На Р-граммах левого коленного сустава явления посттравматического артроза (Фиг.5).

На МРТ левого коленного сустава до операции в боковой и фронтальной проекциях - отсутствие ПКС и дефект НБС (Фиг.6).

18.09.2009 г. выполнена операция по предлагаемому способу - Пластика ПКС и наружной боковой связки левого коленного сустава сухожилием длинной малоберцовой мышцы интерферентными шурупами bio-inrafix фирмы de pui mitek, трансоссальной фиксацией в головке малоберцовой кости, парциальная менискэктомия наружного мениска. В послеоперационном периоде иммобилизация гипсовым тутором в течение 6 недель.

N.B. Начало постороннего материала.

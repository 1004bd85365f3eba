//! Secret store and crypto plugins
//!
//! Secrets are handed to a [`SecretStorePlugin`] chosen by the
//! [`SecretStorePluginManager`]. The `store_crypto` store encrypts locally
//! through a [`crypto::CryptoPlugin`]; the KMIP and Dogtag stores delegate to
//! an external key manager and keep only a reference.
//!
//! ## Built-in plugins
//!
//! - **store_crypto**: local encryption with per-project KEKs
//! - **simple_crypto**: software AES-GCM under a configured master KEK
//! - **p11_crypto**: project KEKs wrapped by an HSM master key
//! - **kmip_plugin**: secrets kept on a KMIP 1.1 device
//! - **dogtag_plugin**: secrets archived in a Dogtag KRA

pub mod crypto;
pub mod dogtag;
pub mod error;
pub mod kmip;
pub mod manager;
pub mod mime_types;
pub mod multiple_backends;
pub mod store;
pub mod store_crypto;
pub mod translations;

pub use error::PluginError;
pub use manager::SecretStorePluginManager;
pub use multiple_backends::MultipleBackends;
pub use store::{
    AsymmetricKeyMetadataDto, AsymmetricSecretIds, SecretDto, SecretMetadata, SecretStorePlugin,
    StoreContext,
};
pub use store_crypto::StoreCryptoAdapter;

/// Secret store plugin names
pub const STORE_CRYPTO: &str = "store_crypto";
pub const KMIP_PLUGIN: &str = "kmip_plugin";
pub const DOGTAG_PLUGIN: &str = "dogtag_plugin";

/// Crypto plugin names
pub const SIMPLE_CRYPTO: &str = "simple_crypto";
pub const P11_CRYPTO: &str = "p11_crypto";

/// Metadata key every stored secret carries
pub const META_PLUGIN_NAME: &str = "plugin_name";
/// Metadata key for the normalized payload content type
pub const META_CONTENT_TYPE: &str = "content_type";
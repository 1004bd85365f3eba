//! Ciphertext rows written by the `store_crypto` adapter.
//!
//! `cypher_text` is stored base64-encoded; it is only ever the output of a
//! crypto plugin's encrypt, never the caller's payload.

use crate::errors::{KeystashError, Result};
use crate::storage::DbPool;
use chrono::{DateTime, Utc};
use sqlx::FromRow;
use tracing::instrument;

#[derive(Debug, Clone, PartialEq, FromRow)]
pub struct EncryptedDatum {
    pub id: String,
    pub secret_id: String,
    pub kek_id: String,
    pub content_type: Option<String>,
    pub cypher_text: String,
    pub kek_meta_extended: Option<String>,
    pub created_at: DateTime<Utc>,
}

#[derive(Debug, Clone)]
pub struct NewEncryptedDatum {
    pub secret_id: String,
    pub kek_id: String,
    pub content_type: Option<String>,
    pub cypher_text: String,
    pub kek_meta_extended: Option<String>,
}

#[derive(Debug, Clone)]
pub struct EncryptedDatumRepository {
    pool: DbPool,
}

impl EncryptedDatumRepository {
    pub fn new(pool: DbPool) -> Self {
        Self { pool }
    }

    #[instrument(
        skip(self, datum),
        fields(secret_id = %datum.secret_id),
        name = "db_create_encrypted_datum"
    )]
    pub async fn create(&self, datum: NewEncryptedDatum) -> Result<EncryptedDatum> {
        let row = EncryptedDatum {
            id: uuid::Uuid::new_v4().to_string(),
            secret_id: datum.secret_id,
            kek_id: datum.kek_id,
            content_type: datum.content_type,
            cypher_text: datum.cypher_text,
            kek_meta_extended: datum.kek_meta_extended,
            created_at: Utc::now(),
        };

        sqlx::query(
            "INSERT INTO encrypted_data (id, secret_id, kek_id, content_type, cypher_text, \
             kek_meta_extended, created_at) VALUES (?, ?, ?, ?, ?, ?, ?)",
        )
        .bind(&row.id)
        .bind(&row.secret_id)
        .bind(&row.kek_id)
        .bind(&row.content_type)
        .bind(&row.cypher_text)
        .bind(&row.kek_meta_extended)
        .bind(row.created_at)
        .execute(&self.pool)
        .await
        .map_err(|e| KeystashError::database(e, "Failed to create encrypted datum"))?;

        Ok(row)
    }

    /// Most recent datum for a secret.
    #[instrument(skip(self), name = "db_find_encrypted_datum")]
    pub async fn find_by_secret(&self, secret_id: &str) -> Result<Option<EncryptedDatum>> {
        sqlx::query_as::<_, EncryptedDatum>(
            "SELECT id, secret_id, kek_id, content_type, cypher_text, kek_meta_extended, \
             created_at \
             FROM encrypted_data WHERE secret_id = ? ORDER BY created_at DESC LIMIT 1",
        )
        .bind(secret_id)
        .fetch_optional(&self.pool)
        .await
        .map_err(|e| {
            KeystashError::database(
                e,
                format!("Failed to get encrypted datum for secret '{}'", secret_id),
            )
        })
    }

    pub async fn exists_for_secret(&self, secret_id: &str) -> Result<bool> {
        let count: i64 =
            sqlx::query_scalar("SELECT COUNT(*) FROM encrypted_data WHERE secret_id = ?")
                .bind(secret_id)
                .fetch_one(&self.pool)
                .await
                .map_err(|e| KeystashError::database(e, "Failed to count encrypted data"))?;
        Ok(count > 0)
    }
}
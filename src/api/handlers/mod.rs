//! HTTP handlers for the keystash API.

pub mod containers;
pub mod health;
pub mod orders;
pub mod secret_stores;
pub mod secrets;

pub use containers::{delete_container_handler, get_container_handler, list_containers_handler};
pub use health::health_handler;
pub use orders::create_order_handler;
pub use secret_stores::{
    get_global_default_handler, get_preferred_handler, get_secret_store_handler,
    list_secret_stores_handler, set_preferred_handler, unset_preferred_handler,
};
pub use secrets::{
    create_secret_handler, delete_secret_handler, get_secret_handler, get_secret_payload_handler,
    list_secrets_handler, put_secret_payload_handler,
};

На МРТ левого коленного сустава после операции в боковой и фронтальной проекциях: 10 - пластическое восстановление ПКС дупликатурой сухожилия длинной малоберцовой мышцы, 11 - пластическое восстановление малоберцовой коллатеральной связки сухожилием длинной малоберцовой мышцы, 12 - интерферентные шурупы (Фиг.7).

При осмотре 13.01.2010 г. - Больной жалоб не предъявляет. Объем движения в левом коленном суставе в полном объеме (Фиг.8). При обследовании определяется компенсированная форма нестабильности А0Л1 (Фиг.9). Результат оперативного лечения оценен как удовлетворительный.

Заявляемый способ малоинвазивен, прост в выполнении, обладает высокой эффективностью, дает хороший косметический результат.

Высокая эффективность заявляемого способа заключается в том, что для пластики ПКС и НБС используется длинное и крепкое сухожилие длинной малоберцовой мышцы, которая является парной (мышца синергисткороткая малоберцовая мышца) и располагается вне проекционной области коленного сустава, что не приводит к ослаблению капсульно-связочного аппарата коленного сустава при взятии сухожильного аутотрансплантата.

Заявляемый способ найдет широкое применение при оперативном восстановлении передней крестообразной и наружной боковой связок коленного сустава.

Способ восстановления передней крестообразной и наружной боковой связок коленного сустава, включающий формирование каналов в большеберцовой и бедренной костях, проведение через них трансплантата, отличающийся тем, что используют свободный сухожильный аутотрансплантат из сухожилия длинной малоберцовой мышцы, 2/3 длины трансплантата в виде дупликатуры используется для внутрисуставной пластики передней крестообразной связки с фиксацией в мыщелках бедра и большеберцовой кости интерферентными шурупами, а 1/3 трансплантата используют для внесуставной пластики наружной боковой связки с трансоссальной фиксацией в головке малоберцовой кости.